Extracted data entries
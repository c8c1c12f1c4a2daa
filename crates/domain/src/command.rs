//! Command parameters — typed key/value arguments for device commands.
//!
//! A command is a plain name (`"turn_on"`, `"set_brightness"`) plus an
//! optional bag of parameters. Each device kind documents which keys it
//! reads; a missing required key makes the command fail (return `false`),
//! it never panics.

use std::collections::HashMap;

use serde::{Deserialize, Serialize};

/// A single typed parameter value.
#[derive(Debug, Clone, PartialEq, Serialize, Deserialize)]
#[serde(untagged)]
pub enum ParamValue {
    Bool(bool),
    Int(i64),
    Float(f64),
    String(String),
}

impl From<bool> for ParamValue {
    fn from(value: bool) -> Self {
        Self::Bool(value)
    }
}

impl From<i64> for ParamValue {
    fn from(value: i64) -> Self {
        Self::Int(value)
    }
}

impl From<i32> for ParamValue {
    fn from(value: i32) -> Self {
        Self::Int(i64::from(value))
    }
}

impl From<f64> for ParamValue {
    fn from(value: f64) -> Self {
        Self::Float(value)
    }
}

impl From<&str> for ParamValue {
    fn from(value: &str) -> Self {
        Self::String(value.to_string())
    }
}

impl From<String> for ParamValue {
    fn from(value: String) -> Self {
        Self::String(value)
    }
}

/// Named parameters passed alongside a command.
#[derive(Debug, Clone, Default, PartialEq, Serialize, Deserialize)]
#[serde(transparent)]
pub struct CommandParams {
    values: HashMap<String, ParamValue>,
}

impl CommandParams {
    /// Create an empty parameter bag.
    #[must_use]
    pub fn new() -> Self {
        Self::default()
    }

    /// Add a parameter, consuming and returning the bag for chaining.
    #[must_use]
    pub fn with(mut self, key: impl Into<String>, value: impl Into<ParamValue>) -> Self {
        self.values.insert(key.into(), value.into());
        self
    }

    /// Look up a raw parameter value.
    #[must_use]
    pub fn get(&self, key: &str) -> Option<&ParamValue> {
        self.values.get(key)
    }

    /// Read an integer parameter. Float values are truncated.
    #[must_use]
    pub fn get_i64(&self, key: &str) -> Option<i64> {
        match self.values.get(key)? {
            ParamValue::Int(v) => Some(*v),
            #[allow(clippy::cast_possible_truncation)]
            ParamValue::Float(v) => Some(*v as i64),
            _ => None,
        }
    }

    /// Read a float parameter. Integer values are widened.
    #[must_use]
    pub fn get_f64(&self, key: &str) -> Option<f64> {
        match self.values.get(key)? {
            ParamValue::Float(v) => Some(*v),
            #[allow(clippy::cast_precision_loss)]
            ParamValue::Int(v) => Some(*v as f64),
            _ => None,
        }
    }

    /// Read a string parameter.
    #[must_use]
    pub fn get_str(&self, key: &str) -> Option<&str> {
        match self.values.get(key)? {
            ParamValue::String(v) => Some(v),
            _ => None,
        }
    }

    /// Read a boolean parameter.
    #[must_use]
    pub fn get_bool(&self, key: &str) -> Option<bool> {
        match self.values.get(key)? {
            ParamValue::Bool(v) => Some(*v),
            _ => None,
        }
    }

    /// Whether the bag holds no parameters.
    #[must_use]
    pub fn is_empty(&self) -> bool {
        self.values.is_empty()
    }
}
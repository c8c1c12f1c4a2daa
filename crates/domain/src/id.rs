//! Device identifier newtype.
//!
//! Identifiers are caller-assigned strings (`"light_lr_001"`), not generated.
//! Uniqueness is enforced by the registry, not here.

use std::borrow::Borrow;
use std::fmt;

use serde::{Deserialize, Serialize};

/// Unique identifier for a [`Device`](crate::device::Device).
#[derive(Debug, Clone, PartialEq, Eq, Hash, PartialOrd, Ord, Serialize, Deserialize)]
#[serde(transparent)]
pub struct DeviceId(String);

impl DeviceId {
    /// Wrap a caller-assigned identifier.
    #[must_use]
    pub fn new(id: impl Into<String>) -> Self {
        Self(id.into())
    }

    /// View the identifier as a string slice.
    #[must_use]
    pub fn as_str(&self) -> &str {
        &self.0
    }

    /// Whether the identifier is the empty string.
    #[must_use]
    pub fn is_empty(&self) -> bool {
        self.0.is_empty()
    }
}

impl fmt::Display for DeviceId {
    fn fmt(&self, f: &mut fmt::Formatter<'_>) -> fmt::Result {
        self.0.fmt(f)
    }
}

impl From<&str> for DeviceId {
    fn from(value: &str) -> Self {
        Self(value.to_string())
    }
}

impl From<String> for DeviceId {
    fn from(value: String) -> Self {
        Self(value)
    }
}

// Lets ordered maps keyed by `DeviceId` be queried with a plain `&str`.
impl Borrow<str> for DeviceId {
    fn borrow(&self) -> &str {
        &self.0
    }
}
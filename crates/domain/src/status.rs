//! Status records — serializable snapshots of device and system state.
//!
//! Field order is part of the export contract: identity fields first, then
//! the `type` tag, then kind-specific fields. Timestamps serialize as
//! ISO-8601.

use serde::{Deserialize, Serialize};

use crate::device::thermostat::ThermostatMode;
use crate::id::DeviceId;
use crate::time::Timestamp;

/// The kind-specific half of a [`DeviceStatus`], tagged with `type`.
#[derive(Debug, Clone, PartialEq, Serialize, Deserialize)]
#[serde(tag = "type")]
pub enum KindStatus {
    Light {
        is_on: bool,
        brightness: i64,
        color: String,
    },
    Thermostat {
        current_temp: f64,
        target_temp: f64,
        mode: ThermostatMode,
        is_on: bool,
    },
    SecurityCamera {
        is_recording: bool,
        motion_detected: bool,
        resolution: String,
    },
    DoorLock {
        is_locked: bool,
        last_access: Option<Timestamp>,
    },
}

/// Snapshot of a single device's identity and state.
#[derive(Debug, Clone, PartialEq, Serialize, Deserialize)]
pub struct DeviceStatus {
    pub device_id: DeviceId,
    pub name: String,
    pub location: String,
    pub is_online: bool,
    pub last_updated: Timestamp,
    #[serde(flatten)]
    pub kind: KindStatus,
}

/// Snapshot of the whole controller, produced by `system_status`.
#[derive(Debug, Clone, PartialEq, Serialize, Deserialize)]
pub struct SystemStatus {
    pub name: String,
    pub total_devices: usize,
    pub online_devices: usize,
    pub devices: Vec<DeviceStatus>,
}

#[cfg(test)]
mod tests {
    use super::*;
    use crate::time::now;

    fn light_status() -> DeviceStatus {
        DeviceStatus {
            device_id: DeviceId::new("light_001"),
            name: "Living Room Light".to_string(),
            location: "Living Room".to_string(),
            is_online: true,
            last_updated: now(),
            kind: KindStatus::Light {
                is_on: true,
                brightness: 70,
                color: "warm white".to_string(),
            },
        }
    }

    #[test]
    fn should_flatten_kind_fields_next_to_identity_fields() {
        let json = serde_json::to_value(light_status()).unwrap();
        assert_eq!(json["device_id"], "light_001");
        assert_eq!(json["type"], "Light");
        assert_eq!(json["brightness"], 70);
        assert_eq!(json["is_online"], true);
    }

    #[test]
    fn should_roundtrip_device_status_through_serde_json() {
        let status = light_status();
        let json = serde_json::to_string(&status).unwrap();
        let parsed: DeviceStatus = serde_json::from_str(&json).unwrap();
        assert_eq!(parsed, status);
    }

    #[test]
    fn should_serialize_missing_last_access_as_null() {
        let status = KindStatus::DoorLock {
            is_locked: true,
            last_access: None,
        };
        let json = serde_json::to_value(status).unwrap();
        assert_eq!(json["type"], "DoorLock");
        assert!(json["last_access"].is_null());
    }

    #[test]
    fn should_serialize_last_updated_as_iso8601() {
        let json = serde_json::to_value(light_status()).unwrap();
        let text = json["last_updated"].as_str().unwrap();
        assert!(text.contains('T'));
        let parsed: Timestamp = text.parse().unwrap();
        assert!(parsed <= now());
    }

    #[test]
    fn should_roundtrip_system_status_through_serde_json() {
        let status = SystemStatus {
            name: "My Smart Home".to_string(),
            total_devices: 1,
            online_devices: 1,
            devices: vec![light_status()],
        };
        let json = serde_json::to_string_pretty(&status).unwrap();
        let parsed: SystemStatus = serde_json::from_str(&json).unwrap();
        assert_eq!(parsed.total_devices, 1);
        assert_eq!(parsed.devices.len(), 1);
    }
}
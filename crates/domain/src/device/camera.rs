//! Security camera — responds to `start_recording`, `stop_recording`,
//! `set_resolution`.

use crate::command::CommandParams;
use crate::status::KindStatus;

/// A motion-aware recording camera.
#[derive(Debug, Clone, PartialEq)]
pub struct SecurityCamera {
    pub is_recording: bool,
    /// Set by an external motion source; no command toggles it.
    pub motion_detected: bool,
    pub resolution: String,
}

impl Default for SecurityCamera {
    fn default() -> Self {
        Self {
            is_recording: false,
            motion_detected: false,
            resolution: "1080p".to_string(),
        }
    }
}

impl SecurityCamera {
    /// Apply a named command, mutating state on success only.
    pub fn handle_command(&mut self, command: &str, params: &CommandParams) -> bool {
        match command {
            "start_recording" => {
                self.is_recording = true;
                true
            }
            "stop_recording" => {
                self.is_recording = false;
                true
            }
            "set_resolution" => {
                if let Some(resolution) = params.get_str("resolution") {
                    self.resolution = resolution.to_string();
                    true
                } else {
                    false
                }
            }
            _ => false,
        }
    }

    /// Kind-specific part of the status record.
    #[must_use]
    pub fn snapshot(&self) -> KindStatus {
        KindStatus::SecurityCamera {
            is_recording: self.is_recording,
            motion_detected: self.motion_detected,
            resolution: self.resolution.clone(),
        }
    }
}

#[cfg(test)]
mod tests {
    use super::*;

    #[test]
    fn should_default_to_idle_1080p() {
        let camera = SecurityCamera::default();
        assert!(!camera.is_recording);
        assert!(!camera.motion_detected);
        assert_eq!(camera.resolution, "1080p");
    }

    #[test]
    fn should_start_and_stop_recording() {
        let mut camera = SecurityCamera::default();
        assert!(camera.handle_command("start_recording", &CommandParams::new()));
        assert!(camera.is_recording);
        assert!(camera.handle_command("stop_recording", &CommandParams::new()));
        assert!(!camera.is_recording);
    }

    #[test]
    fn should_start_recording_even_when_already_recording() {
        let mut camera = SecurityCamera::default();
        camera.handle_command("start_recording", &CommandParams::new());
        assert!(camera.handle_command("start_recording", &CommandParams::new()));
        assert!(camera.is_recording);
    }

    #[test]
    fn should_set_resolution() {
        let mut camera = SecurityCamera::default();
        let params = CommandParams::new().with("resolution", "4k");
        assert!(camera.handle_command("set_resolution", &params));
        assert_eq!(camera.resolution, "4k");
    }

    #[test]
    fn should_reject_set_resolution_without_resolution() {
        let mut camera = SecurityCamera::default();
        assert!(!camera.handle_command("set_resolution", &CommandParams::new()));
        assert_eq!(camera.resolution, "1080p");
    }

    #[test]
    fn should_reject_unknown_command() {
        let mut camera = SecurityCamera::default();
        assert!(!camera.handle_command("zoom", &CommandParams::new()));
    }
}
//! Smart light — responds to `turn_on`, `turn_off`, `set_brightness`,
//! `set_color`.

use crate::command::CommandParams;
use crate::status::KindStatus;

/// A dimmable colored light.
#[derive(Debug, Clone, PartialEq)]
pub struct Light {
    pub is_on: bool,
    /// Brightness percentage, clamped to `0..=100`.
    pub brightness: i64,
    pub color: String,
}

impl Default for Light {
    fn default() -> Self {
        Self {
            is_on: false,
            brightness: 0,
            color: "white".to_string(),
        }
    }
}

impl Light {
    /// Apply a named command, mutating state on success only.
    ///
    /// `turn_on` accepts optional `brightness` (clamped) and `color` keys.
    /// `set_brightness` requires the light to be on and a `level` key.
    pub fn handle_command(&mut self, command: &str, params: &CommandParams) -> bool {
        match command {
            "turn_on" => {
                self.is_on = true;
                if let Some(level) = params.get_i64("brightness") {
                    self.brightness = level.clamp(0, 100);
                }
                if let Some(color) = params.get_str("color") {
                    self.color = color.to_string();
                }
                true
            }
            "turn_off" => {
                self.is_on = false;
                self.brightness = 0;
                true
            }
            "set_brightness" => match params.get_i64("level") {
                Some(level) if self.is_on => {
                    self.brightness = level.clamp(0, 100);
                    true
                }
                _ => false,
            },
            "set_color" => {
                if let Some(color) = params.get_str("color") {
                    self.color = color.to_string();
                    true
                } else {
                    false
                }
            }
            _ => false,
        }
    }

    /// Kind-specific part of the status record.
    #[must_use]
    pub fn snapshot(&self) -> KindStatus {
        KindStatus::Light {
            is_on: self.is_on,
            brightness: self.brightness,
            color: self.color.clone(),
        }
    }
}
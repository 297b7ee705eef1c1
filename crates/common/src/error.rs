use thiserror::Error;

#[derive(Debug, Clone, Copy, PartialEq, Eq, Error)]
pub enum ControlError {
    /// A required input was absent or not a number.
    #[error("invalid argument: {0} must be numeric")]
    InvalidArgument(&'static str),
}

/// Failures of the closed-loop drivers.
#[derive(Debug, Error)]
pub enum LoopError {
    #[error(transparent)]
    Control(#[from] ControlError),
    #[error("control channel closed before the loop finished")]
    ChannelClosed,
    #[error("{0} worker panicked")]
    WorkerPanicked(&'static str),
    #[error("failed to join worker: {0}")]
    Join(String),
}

## Work order
Your task is to repeat the records exactly. Begin at their first line and stop after the line containing "typed parameter value.".

## Solution to the exercise
repository c8c1c12f1c4a2daa
filename crates/domain/src/command.rs
//! Command parameters — typed key/value arguments for device commands.
//!
//! A command is a plain name (`"turn_on"`, `"set_brightness"`) plus an
//! optional bag of parameters. Each device kind documents which keys it
//! reads; a missing required key makes the command fail (return `false`),
//! it never panics.

use std::collections::HashMap;

use serde::{Deserialize, Serialize};

/// A single typed parameter value.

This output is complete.